A new $2 million grant from the National Institute of General Medical Sciences, part of the National Institutes of Health, will enable the researchers to take their work to the next level — including by testing these new tools inside cells.
Eventually, the research could facilitate development of therapies for the treatment of diseases such as diabetes, depression and osteoporosis.
“Our project utilizes chemistry as a research tool to study biological problems inside living cells,” says lead scientist Qing Lin, professor of chemistry in the College of Arts and Sciences. “Even when a drug works in treating disease, we often don’t understand the details of how it does its job. The tools we are developing will hopefully help to fill this gap in knowledge.”
The focus of Lin’s work is cellular receptors — specialized protein molecules that protrude from the surface of human cells. When hormones or pharmaceuticals bind to these receptors, the receptors become activated, triggering a chain of events inside the cells that cause the cells to take specific actions, such as secreting insulin.
Lin’s lab is developing tools to study, firstly, how cellular receptors change shape when they’re activated, and, secondly, how molecules inside human cells respond when a receptor is activated.
To accomplish the first task, the researchers are creating fluorescent probes that can be attached to specific parts of cellular receptors to monitor how the receptors change shape upon activation. To achieve the second objective, the team is creating genetically engineered cellular receptors that “trap” targeted molecules, enabling scientists to understand which molecules inside a human cell interact with an activated receptor. This early recruitment is an important first step in the cascading chain of events that takes place after a receptor is activated.

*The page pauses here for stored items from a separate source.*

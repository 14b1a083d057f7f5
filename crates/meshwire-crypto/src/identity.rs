//! Node identities.
//!
//! An identity binds a 40-bit address to an x25519 public key: the address is
//! the head of the key's SHA-384 digest, so anyone can check the binding and
//! nobody can claim an address without producing a matching key. Two nodes
//! derive their long-term pairwise key by x25519 agreement expanded through
//! HKDF-SHA-384.

use crate::cipher::{SymmetricKey, SECRET_KEY_LENGTH};
use bytes::Buf;
use hkdf::Hkdf;
use meshwire_proto::{Address, ADDRESS_LENGTH};
use rand::rngs::OsRng;
use sha2::{Digest, Sha384};
use std::fmt;
use thiserror::Error;
use x25519_dalek::{PublicKey, StaticSecret};

/// Wire type byte for x25519 identities.
pub const IDENTITY_TYPE_X25519: u8 = 1;

pub const PUBLIC_KEY_LENGTH: usize = 32;

/// Serialized identity length: address + type byte + public key.
pub const IDENTITY_WIRE_LENGTH: usize = ADDRESS_LENGTH + 1 + PUBLIC_KEY_LENGTH;

const AGREEMENT_INFO: &[u8] = b"meshwire vl1 pairwise key";

#[derive(Debug, Error, PartialEq, Eq)]
pub enum IdentityError {
    #[error("identity is truncated")]
    Truncated,
    #[error("unsupported identity type {0}")]
    UnsupportedType(u8),
    #[error("identity has no private key")]
    MissingSecret,
    #[error("key agreement produced a degenerate secret")]
    DegenerateSecret,
}

/// A node identity; may or may not carry the private half.
#[derive(Clone)]
pub struct Identity {
    address: Address,
    public: [u8; PUBLIC_KEY_LENGTH],
    secret: Option<StaticSecret>,
}

impl Identity {
    /// Generate a fresh identity with its private key.
    pub fn generate() -> Identity {
        loop {
            let secret = StaticSecret::random_from_rng(OsRng);
            let public = PublicKey::from(&secret).to_bytes();
            let address = derive_address(&public);
            if address.is_valid() {
                return Identity {
                    address,
                    public,
                    secret: Some(secret),
                };
            }
        }
    }

    /// The nil sentinel used where no identity is known.
    pub fn nil() -> Identity {
        Identity {
            address: Address::NIL,
            public: [0u8; PUBLIC_KEY_LENGTH],
            secret: None,
        }
    }

    pub fn is_nil(&self) -> bool {
        self.address.is_nil()
    }

    pub fn address(&self) -> Address {
        self.address
    }

    pub fn public_bytes(&self) -> &[u8; PUBLIC_KEY_LENGTH] {
        &self.public
    }

    pub fn has_secret(&self) -> bool {
        self.secret.is_some()
    }

    /// The public half only, for storing or forwarding.
    pub fn public_only(&self) -> Identity {
        Identity {
            address: self.address,
            public: self.public,
            secret: None,
        }
    }

    /// Check the address/key binding. This is the expensive first-contact
    /// validation; callers rate-limit it.
    pub fn locally_validate(&self) -> bool {
        self.address.is_valid() && derive_address(&self.public) == self.address
    }

    /// Derive the long-term pairwise key with `other`. Requires our private
    /// key; rejects degenerate (non-contributory) exchanges.
    pub fn agree(&self, other: &Identity) -> Result<SymmetricKey, IdentityError> {
        let secret = self.secret.as_ref().ok_or(IdentityError::MissingSecret)?;
        let shared = secret.diffie_hellman(&PublicKey::from(other.public));
        if !shared.was_contributory() {
            return Err(IdentityError::DegenerateSecret);
        }
        let mut okm = [0u8; SECRET_KEY_LENGTH];
        Hkdf::<Sha384>::new(None, shared.as_bytes())
            .expand(AGREEMENT_INFO, &mut okm)
            .map_err(|_| IdentityError::DegenerateSecret)?;
        Ok(SymmetricKey::from_bytes(okm))
    }

    pub fn to_wire(&self, out: &mut Vec<u8>) {
        out.extend_from_slice(&self.address.to_bytes());
        out.push(IDENTITY_TYPE_X25519);
        out.extend_from_slice(&self.public);
    }

    /// Decode an identity, advancing `buf` past it. The binding is not
    /// validated here; call [`Identity::locally_validate`] before trusting
    /// a first-contact identity.
    pub fn from_wire(buf: &mut &[u8]) -> Result<Identity, IdentityError> {
        if buf.remaining() < IDENTITY_WIRE_LENGTH {
            return Err(IdentityError::Truncated);
        }
        let mut addr_bytes = [0u8; ADDRESS_LENGTH];
        buf.copy_to_slice(&mut addr_bytes);
        let address = Address::from_bytes(&addr_bytes).ok_or(IdentityError::Truncated)?;
        let kind = buf.get_u8();
        if kind != IDENTITY_TYPE_X25519 {
            return Err(IdentityError::UnsupportedType(kind));
        }
        let mut public = [0u8; PUBLIC_KEY_LENGTH];
        buf.copy_to_slice(&mut public);
        Ok(Identity {
            address,
            public,
            secret: None,
        })
    }
}

fn derive_address(public: &[u8; PUBLIC_KEY_LENGTH]) -> Address {
    let digest = Sha384::digest(public);
    Address::from_bytes(&digest).unwrap_or(Address::NIL)
}

impl PartialEq for Identity {
    fn eq(&self, other: &Self) -> bool {
        self.address == other.address && self.public == other.public
    }
}

impl Eq for Identity {}

impl fmt::Debug for Identity {
    fn fmt(&self, f: &mut fmt::Formatter<'_>) -> fmt::Result {
        f.debug_struct("Identity")
            .field("address", &self.address)
            .field("has_secret", &self.secret.is_some())
            .finish()
    }
}

impl fmt::Display for Identity {
    fn fmt(&self, f: &mut fmt::Formatter<'_>) -> fmt::Result {
        write!(f, "{}", self.address)
    }
}

#[cfg(test)]
mod tests {
    use super::*;

    #[test]
    fn generated_identity_validates() {
        let id = Identity::generate();
        assert!(id.has_secret());
        assert!(id.locally_validate());
        assert!(!Identity::nil().locally_validate());
    }

    #[test]
    fn wire_roundtrip_drops_secret() {
        let id = Identity::generate();
        let mut wire = Vec::new();
        id.to_wire(&mut wire);
        assert_eq!(wire.len(), IDENTITY_WIRE_LENGTH);

        let mut cursor = wire.as_slice();
        let decoded = Identity::from_wire(&mut cursor).expect("decode");
        assert!(cursor.is_empty());
        assert_eq!(decoded, id);
        assert!(!decoded.has_secret());
        assert!(decoded.locally_validate());
    }

    #[test]
    fn tampered_binding_fails_validation() {
        let id = Identity::generate();
        let mut wire = Vec::new();
        id.to_wire(&mut wire);
        wire[0] ^= 0x01; // perturb the address
        let decoded = Identity::from_wire(&mut wire.as_slice()).expect("decode");
        assert!(!decoded.locally_validate());
    }

    #[test]
    fn agreement_is_symmetric() {
        let a = Identity::generate();
        let b = Identity::generate();
        let k_ab = a.agree(&b.public_only()).expect("a->b");
        let k_ba = b.agree(&a.public_only()).expect("b->a");
        assert_eq!(k_ab.as_bytes(), k_ba.as_bytes());

        let c = Identity::generate();
        let k_ac = a.agree(&c).expect("a->c");
        assert_ne!(k_ab.as_bytes(), k_ac.as_bytes());
    }

    #[test]
    fn agreement_requires_secret() {
        let a = Identity::generate().public_only();
        let b = Identity::generate();
        assert!(matches!(a.agree(&b), Err(IdentityError::MissingSecret)));
    }

    #[test]
    fn rejects_unknown_wire_type() {
        let id = Identity::generate();
        let mut wire = Vec::new();
        id.to_wire(&mut wire);
        wire[ADDRESS_LENGTH] = 9;
        assert_eq!(
            Identity::from_wire(&mut wire.as_slice()),
            Err(IdentityError::UnsupportedType(9))
        );
    }
}
use std::fmt;

/// Mask selecting the verb id from the wire verb byte.
pub const VERB_MASK: u8 = 0x1f;

/// Flag bit on the wire verb byte indicating an LZ4-compressed payload.
pub const VERB_FLAG_COMPRESSED: u8 = 0x80;

/// Message verbs. The low five bits of a packet's verb byte select one of
/// these; the remaining bits are flags.
///
/// Transport-layer verbs are handled by the VL1 core itself; the virtual
/// Ethernet verbs ([`Verb::is_vl2`]) are delegated upward.
#[derive(Debug, Clone, Copy, PartialEq, Eq, Hash)]
pub enum Verb {
    Nop,
    Hello,
    Error,
    Ok,
    Whois,
    Rendezvous,
    Frame,
    ExtFrame,
    Echo,
    MulticastLike,
    NetworkCredentials,
    NetworkConfigRequest,
    NetworkConfig,
    MulticastGather,
    PushDirectPaths,
    UserMessage,
    Multicast,
    Encap,
    Unknown(u8),
}

impl Verb {
    /// Decode from a wire verb byte, ignoring flag bits.
    pub fn from_wire(byte: u8) -> Self {
        match byte & VERB_MASK {
            0 => Verb::Nop,
            1 => Verb::Hello,
            2 => Verb::Error,
            3 => Verb::Ok,
            4 => Verb::Whois,
            5 => Verb::Rendezvous,
            6 => Verb::Frame,
            7 => Verb::ExtFrame,
            8 => Verb::Echo,
            9 => Verb::MulticastLike,
            10 => Verb::NetworkCredentials,
            11 => Verb::NetworkConfigRequest,
            12 => Verb::NetworkConfig,
            13 => Verb::MulticastGather,
            16 => Verb::PushDirectPaths,
            20 => Verb::UserMessage,
            22 => Verb::Multicast,
            23 => Verb::Encap,
            other => Verb::Unknown(other),
        }
    }

    /// The wire id of this verb.
    pub fn code(self) -> u8 {
        match self {
            Verb::Nop => 0,
            Verb::Hello => 1,
            Verb::Error => 2,
            Verb::Ok => 3,
            Verb::Whois => 4,
            Verb::Rendezvous => 5,
            Verb::Frame => 6,
            Verb::ExtFrame => 7,
            Verb::Echo => 8,
            Verb::MulticastLike => 9,
            Verb::NetworkCredentials => 10,
            Verb::NetworkConfigRequest => 11,
            Verb::NetworkConfig => 12,
            Verb::MulticastGather => 13,
            Verb::PushDirectPaths => 16,
            Verb::UserMessage => 20,
            Verb::Multicast => 22,
            Verb::Encap => 23,
            Verb::Unknown(code) => code & VERB_MASK,
        }
    }

    /// True for verbs that belong to the virtual Ethernet layer.
    pub fn is_vl2(self) -> bool {
        matches!(
            self,
            Verb::Frame
                | Verb::ExtFrame
                | Verb::MulticastLike
                | Verb::NetworkCredentials
                | Verb::NetworkConfigRequest
                | Verb::NetworkConfig
                | Verb::MulticastGather
                | Verb::Multicast
        )
    }
}

impl fmt::Display for Verb {
    fn fmt(&self, f: &mut fmt::Formatter<'_>) -> fmt::Result {
        match self {
            Verb::Unknown(code) => write!(f, "UNKNOWN({code})"),
            other => {
                let name = match other {
                    Verb::Nop => "NOP",
                    Verb::Hello => "HELLO",
                    Verb::Error => "ERROR",
                    Verb::Ok => "OK",
                    Verb::Whois => "WHOIS",
                    Verb::Rendezvous => "RENDEZVOUS",
                    Verb::Frame => "FRAME",
                    Verb::ExtFrame => "EXT_FRAME",
                    Verb::Echo => "ECHO",
                    Verb::MulticastLike => "MULTICAST_LIKE",
                    Verb::NetworkCredentials => "NETWORK_CREDENTIALS",
                    Verb::NetworkConfigRequest => "NETWORK_CONFIG_REQUEST",
                    Verb::NetworkConfig => "NETWORK_CONFIG",
                    Verb::MulticastGather => "MULTICAST_GATHER",
                    Verb::PushDirectPaths => "PUSH_DIRECT_PATHS",
                    Verb::UserMessage => "USER_MESSAGE",
                    Verb::Multicast => "MULTICAST",
                    Verb::Encap => "ENCAP",
                    Verb::Unknown(_) => unreachable!(),
                };
                f.write_str(name)
            }
        }
    }
}

#[cfg(test)]
mod tests {
    use super::*;

    #[test]
    fn wire_roundtrip_ignores_flags() {
        for code in 0u8..32 {
            let verb = Verb::from_wire(code | VERB_FLAG_COMPRESSED);
            assert_eq!(verb.code(), code);
        }
    }

    #[test]
    fn vl2_classification() {
        assert!(Verb::Frame.is_vl2());
        assert!(Verb::MulticastGather.is_vl2());
        assert!(!Verb::Hello.is_vl2());
        assert!(!Verb::Echo.is_vl2());
        assert!(!Verb::Unknown(31).is_vl2());
    }
}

In short, Lin says, “We are developing tools for making possible real-time measurements related to molecular events that take place inside living cells when receptors are activated.”
This NIH-supported research focuses on a specific class of receptors called class B G protein-coupled receptors (GPCRs) that play a role in diseases including diabetes, depression and osteoporosis.
But, if successful, the methods Lin is developing could be adapted to study other kinds of cellular receptors as well, he says.
“Our tools will enable scientists to monitor what happens inside a cell when a receptor is activated in real time,” Lin says. “This is very valuable because different molecules can activate the same receptor in different ways and trigger different downstream signaling events within cells, which may produce discrete physiological responses.”
Lin has long had an interest in applying his expertise in chemistry to problems in biology. Among other activities, he is founder of Transira Therapeutics, a UB spinoff and drug-development company whose first product under development is a diabetes drug that acts on class B GPCRs.